According to The Huffington Post article, "This is slightly higher than the one in 26 rate at which Canadians died in World War II. In the early years of the program, half of all children who attended the schools perished."

The United Nations has been urging Canada to declare its past treatment of its aboriginal peoples as genocide, in regards to not only its residential school system, but also, "the forcible removal of aboriginal children from their homes for the purpose of adoption by white families, a practice known as the "Sixties Scoop," according to The Huffington Post article, "UN Urged To Declare Canada's Treatment Of Aboriginals 'Genocide'" by Michael Bolen. First Nations people were starved to make way for settlers, indigenous women are murdered and kidnapped at alarming rates ...  oh I could go on and on.  
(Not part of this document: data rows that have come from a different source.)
//! エラー型定義

use thiserror::Error;

/// 共通エラー型
#[derive(Error, Debug)]
pub enum Error {
    #[error("JSON error: {0}")]
    Json(#[from] serde_json::Error),

    #[error("Parse error: {0}")]
    Parse(String),
}

/// Result型エイリアス
pub type Result<T> = std::result::Result<T, Error>;

#[cfg(test)]
mod tests {
    use super::*;

    #[test]
    fn test_error_display_json() {
        let json_error = serde_json::from_str::<serde_json::Value>("invalid json").unwrap_err();
        let error = Error::Json(json_error);
        let display = format!("{}", error);
        assert!(display.contains("JSON error"));
    }

    #[test]
    fn test_error_display_parse() {
        let error = Error::Parse("expected a JSON object, got array".to_string());
        let display = format!("{}", error);
        assert_eq!(display, "Parse error: expected a JSON object, got array");
    }

    #[test]
    fn test_error_from_json() {
        let json_error = serde_json::from_str::<serde_json::Value>("{").unwrap_err();
        let error: Error = json_error.into();
        assert!(matches!(error, Error::Json(_)));
    }

    #[test]
    fn test_error_debug() {
        let error = Error::Parse("テスト".to_string());
        let debug = format!("{:?}", error);
        assert!(debug.contains("Parse"));
        assert!(debug.contains("テスト"));
    }
}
This part of Canadian history is but one buried truth which has tainted its image, yet we still speak of it as a healthcare haven, a diverse land of acceptance — a nation that has everything we lack, when in fact, Canada is infected with rampant gun violence, racism and poverty just as we are in the U.S.

It turns out, though, the popularization of Canadian real estate focusing on Cape Breton primarily comes from those very Syrian refugees who have fled a war-torn country. And so, the majority of people seeking out shelter on Cape Breton are doing so because they have nowhere else to go. According to The Washington Post article, "These were the people moving to Cape Breton: refugees from the Syrian war who not only left their country but had to flee it. 54 had come so far."

I hope these refugees are welcomed warmly in their new Canadian residences, but to those who joke around about their ability to both afford and adjust to a lifestyle change whenever they wish, brush up on reevaluating your priorities. 

If America is too tainted of a nation for you to stay in and learn to accept its faults and work towards righting its wrongs, Canada may not be your best second choice.